Background information
- Origin: Fond du Lac, Wisconsin, U.S.
- Genres: Pop punk
- Years active: 2000–
- Labels: Pat's Record Company (Universal Records subsidiary)
- Past members: Tony Anders; Charlie Wilhelm; Josh Helm; Tony Zar; Max Harder;

= Verona Grove =

American pop punk band

Verona Grove is
an American pop punk band from Fond du Lac, Wisconsin. The band is signed to Pat's Record Company, a subsidiary of Universal Records. Members include singer/guitarist Tony Anders, bass guitar/background singer Charlie Wilhelm, and drummer Josh Helm. The Wisconsin Area Music Industry Awards nominated Verona Grove for their 2009 artist of the year, and it won the 2009 Rock Artist of the Year.

==History==
The band formed as high school students in Fond du Lac in early 2000. In 2003, the band beat around 100 bands to win the "Big Gig Competition" hosted on Summerfest.com, which led to a set opening for Sum 41 at Summerfest 2003. The band released their first album "Half Tanked" in 2003, after they were students at the University of Wisconsin–Oshkosh. They recorded a track at Smart Studios in Madison, Wisconsin.
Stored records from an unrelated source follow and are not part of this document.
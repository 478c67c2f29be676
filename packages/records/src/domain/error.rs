//! Domain layer error definitions.

use thiserror::Error;

use super::record::RecordKind;

/// Errors related to Value Objects validation
#[derive(Debug, Error, Clone, PartialEq, Eq)]
pub enum ValueObjectError {
    /// Record identifier validation error
    #[error("{kind} ID cannot be empty")]
    IdEmpty { kind: RecordKind },

    /// Record identifier too long error
    #[error("{kind} ID cannot exceed {max} characters (got {actual})")]
    IdTooLong {
        kind: RecordKind,
        max: usize,
        actual: usize,
    },

    /// RoomNumber validation error
    #[error("Room number cannot be empty")]
    RoomNumberEmpty,

    /// Price is not a finite, non-negative number
    #[error("Price must be a non-negative number (got: {0})")]
    PriceInvalid(String),
}

/// Errors raised while building a record from raw JSON fields
#[derive(Debug, Error, Clone, PartialEq, Eq)]
pub enum RecordError {
    /// The record value is not a JSON object
    #[error("{kind} record must be a JSON object")]
    NotAnObject { kind: RecordKind },

    /// A required key is absent
    #[error("{kind} record is missing required field '{field}'")]
    MissingField {
        kind: RecordKind,
        field: &'static str,
    },

    /// A key is present but its value has the wrong shape
    #[error("{kind} record has an invalid '{field}': {reason}")]
    InvalidField {
        kind: RecordKind,
        field: &'static str,
        reason: String,
    },
}
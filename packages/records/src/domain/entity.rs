//! Core domain models for the record store.

use chrono::NaiveDate;
use indexmap::IndexMap;
use serde::Serialize;
use serde_json::{Map, Value};
use std::fmt;

use super::{
    error::RecordError,
    record::{Fields, Record, RecordKind},
    value_object::{CustomerId, HotelId, Price, ReservationId, RoomNumber},
};

/// Date format used for check-in / check-out in store files
pub const DATE_FORMAT: &str = "%Y-%m-%d";

/// Rooms of a hotel with their nightly price, in insertion order
pub type Rooms = IndexMap<RoomNumber, Price>;

/// Represents a hotel with its priced rooms
#[derive(Debug, Clone, PartialEq, Serialize)]
pub struct Hotel {
    /// Hotel identifier
    pub hotel_id: HotelId,
    pub name: String,
    pub address: String,
    /// Room number → nightly price
    pub rooms: Rooms,
}

impl Hotel {
    /// Create a new hotel
    pub fn new(hotel_id: HotelId, name: String, address: String, rooms: Rooms) -> Self {
        Self {
            hotel_id,
            name,
            address,
            rooms,
        }
    }

    /// Check whether the hotel has the given room
    pub fn has_room(&self, room_number: &RoomNumber) -> bool {
        self.rooms.contains_key(room_number)
    }
}

/// Fields that can be changed on an existing hotel
#[derive(Debug, Clone, Default, PartialEq)]
pub struct HotelPatch {
    pub name: Option<String>,
    pub address: Option<String>,
    /// Replaces the whole room table when present
    pub rooms: Option<Rooms>,
}

impl Record for Hotel {
    type Patch = HotelPatch;
    const KIND: RecordKind = RecordKind::Hotel;

    fn id(&self) -> &str {
        self.hotel_id.as_str()
    }

    fn from_fields(fields: &Map<String, Value>) -> Result<Self, RecordError> {
        let fields = Fields::new(Self::KIND, fields);
        let hotel_id = fields.check("hotel_id", HotelId::new(fields.text("hotel_id")?))?;
        let name = fields.text("name")?;
        let address = fields.text("address")?;

        let mut rooms = Rooms::new();
        for (number, price) in fields.object("rooms")? {
            let number = fields.check("rooms", RoomNumber::new(number.clone()))?;
            let price = match price {
                Value::Number(n) => fields.check("rooms", Price::new(n.clone()))?,
                other => {
                    return Err(fields.invalid(
                        "rooms",
                        format!("price of room {number} must be a number, got {other}"),
                    ));
                }
            };
            rooms.insert(number, price);
        }

        Ok(Self::new(hotel_id, name, address, rooms))
    }

    fn apply(&mut self, patch: HotelPatch) {
        if let Some(name) = patch.name {
            self.name = name;
        }
        if let Some(address) = patch.address {
            self.address = address;
        }
        if let Some(rooms) = patch.rooms {
            self.rooms = rooms;
        }
    }
}

impl fmt::Display for Hotel {
    fn fmt(&self, f: &mut fmt::Formatter<'_>) -> fmt::Result {
        writeln!(f, "Hotel ID: {}", self.hotel_id)?;
        writeln!(f, "Name: {}", self.name)?;
        writeln!(f, "Address: {}", self.address)?;
        write!(f, "Rooms:")?;
        for (number, price) in &self.rooms {
            write!(f, "\n  Room {number}: ${price}")?;
        }
        Ok(())
    }
}

/// Represents a hotel customer
#[derive(Debug, Clone, PartialEq, Eq, Serialize)]
pub struct Customer {
    /// Customer identifier
    pub customer_id: CustomerId,
    pub name: String,
    pub email: String,
    pub phone: String,
}

impl Customer {
    /// Create a new customer
    pub fn new(customer_id: CustomerId, name: String, email: String, phone: String) -> Self {
        Self {
            customer_id,
            name,
            email,
            phone,
        }
    }
}

/// Fields that can be changed on an existing customer
#[derive(Debug, Clone, Default, PartialEq, Eq)]
pub struct CustomerPatch {
    pub name: Option<String>,
    pub email: Option<String>,
    pub phone: Option<String>,
}

impl Record for Customer {
    type Patch = CustomerPatch;
    const KIND: RecordKind = RecordKind::Customer;

    fn id(&self) -> &str {
        self.customer_id.as_str()
    }

    fn from_fields(fields: &Map<String, Value>) -> Result<Self, RecordError> {
        let fields = Fields::new(Self::KIND, fields);
        let customer_id =
            fields.check("customer_id", CustomerId::new(fields.text("customer_id")?))?;

        Ok(Self::new(
            customer_id,
            fields.text("name")?,
            fields.text("email")?,
            fields.text("phone")?,
        ))
    }

    fn apply(&mut self, patch: CustomerPatch) {
        if let Some(name) = patch.name {
            self.name = name;
        }
        if let Some(email) = patch.email {
            self.email = email;
        }
        if let Some(phone) = patch.phone {
            self.phone = phone;
        }
    }
}

impl fmt::Display for Customer {
    fn fmt(&self, f: &mut fmt::Formatter<'_>) -> fmt::Result {
        writeln!(f, "Customer ID: {}", self.customer_id)?;
        writeln!(f, "Name: {}", self.name)?;
        writeln!(f, "Email: {}", self.email)?;
        write!(f, "Phone: {}", self.phone)
    }
}

/// Represents a room reservation.
///
/// Customer and hotel ids are not checked against their stores; dangling
/// references are allowed.
#[derive(Debug, Clone, PartialEq, Eq, Serialize)]
pub struct Reservation {
    /// Reservation identifier
    pub reservation_id: ReservationId,
    pub customer_id: CustomerId,
    pub hotel_id: HotelId,
    pub room_number: RoomNumber,
    pub check_in_date: NaiveDate,
    pub check_out_date: NaiveDate,
}

impl Reservation {
    /// Create a new reservation
    pub fn new(
        reservation_id: ReservationId,
        customer_id: CustomerId,
        hotel_id: HotelId,
        room_number: RoomNumber,
        check_in_date: NaiveDate,
        check_out_date: NaiveDate,
    ) -> Self {
        Self {
            reservation_id,
            customer_id,
            hotel_id,
            room_number,
            check_in_date,
            check_out_date,
        }
    }
}

/// Fields that can be changed on an existing reservation
#[derive(Debug, Clone, Default, PartialEq, Eq)]
pub struct ReservationPatch {
    pub customer_id: Option<CustomerId>,
    pub hotel_id: Option<HotelId>,
    pub room_number: Option<RoomNumber>,
    pub check_in_date: Option<NaiveDate>,
    pub check_out_date: Option<NaiveDate>,
}

fn parse_date(fields: &Fields<'_>, field: &'static str) -> Result<NaiveDate, RecordError> {
    let raw = fields.text(field)?;
    NaiveDate::parse_from_str(&raw, DATE_FORMAT)
        .map_err(|e| fields.invalid(field, format!("'{raw}' is not a YYYY-MM-DD date ({e})")))
}

impl Record for Reservation {
    type Patch = ReservationPatch;
    const KIND: RecordKind = RecordKind::Reservation;

    fn id(&self) -> &str {
        self.reservation_id.as_str()
    }

    fn from_fields(fields: &Map<String, Value>) -> Result<Self, RecordError> {
        let fields = Fields::new(Self::KIND, fields);
        let reservation_id = fields.check(
            "reservation_id",
            ReservationId::new(fields.text("reservation_id")?),
        )?;
        let customer_id =
            fields.check("customer_id", CustomerId::new(fields.text("customer_id")?))?;
        let hotel_id = fields.check("hotel_id", HotelId::new(fields.text("hotel_id")?))?;
        let room_number =
            fields.check("room_number", RoomNumber::new(fields.text("room_number")?))?;

        Ok(Self::new(
            reservation_id,
            customer_id,
            hotel_id,
            room_number,
            parse_date(&fields, "check_in_date")?,
            parse_date(&fields, "check_out_date")?,
        ))
    }

    fn apply(&mut self, patch: ReservationPatch) {
        if let Some(customer_id) = patch.customer_id {
            self.customer_id = customer_id;
        }
        if let Some(hotel_id) = patch.hotel_id {
            self.hotel_id = hotel_id;
        }
        if let Some(room_number) = patch.room_number {
            self.room_number = room_number;
        }
        if let Some(check_in_date) = patch.check_in_date {
            self.check_in_date = check_in_date;
        }
        if let Some(check_out_date) = patch.check_out_date {
            self.check_out_date = check_out_date;
        }
    }
}

impl fmt::Display for Reservation {
    fn fmt(&self, f: &mut fmt::Formatter<'_>) -> fmt::Result {
        writeln!(f, "Reservation ID: {}", self.reservation_id)?;
        writeln!(f, "Customer ID: {}", self.customer_id)?;
        writeln!(f, "Hotel ID: {}", self.hotel_id)?;
        writeln!(f, "Room Number: {}", self.room_number)?;
        writeln!(f, "Check-in: {}", self.check_in_date.format(DATE_FORMAT))?;
        write!(f, "Check-out: {}", self.check_out_date.format(DATE_FORMAT))
    }
}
The track was sent by the studio's engineer to record labels which led to the group getting signed in early 2006 to Pat's Record Company in Hollywood. The trio moved to Hollywood and recorded the album The Story Thought Over with production from Jamie Arentzen of American Hi-Fi. The album was released in August 2007.

==Discography==

===Albums===
- "Half Tanked" (June 2003)
- "From the Tablet to the Towers" (2005 EP)
- "The Story Thought Over" (August 2007)
- "Away From Expected EP (October 2009)"

===Singles===
- "Goodbye Surrender"
- "Revolution" (2008)
- "Las Vegas Nights (2009)"
The song "Revolution" was picked up by area radio station WIXX. It was the radio station's first song by a local band to hit on their nightly "Top 9 at 9" request show. The band performed the song live on the night that it hit #1 [//www.youtube.com/watch?v=wEAKPpQ6bmc video].

==Concerts / Tours==
The group has opened for Plain White Tees and the Goo Goo Dolls, which led to two brief appearances on E! Entertainment. They toured the West Coast of the United States to support "The Story Thought Over" with a 39-date "Joy Ride" tour. The group has played at Summerfest for several years.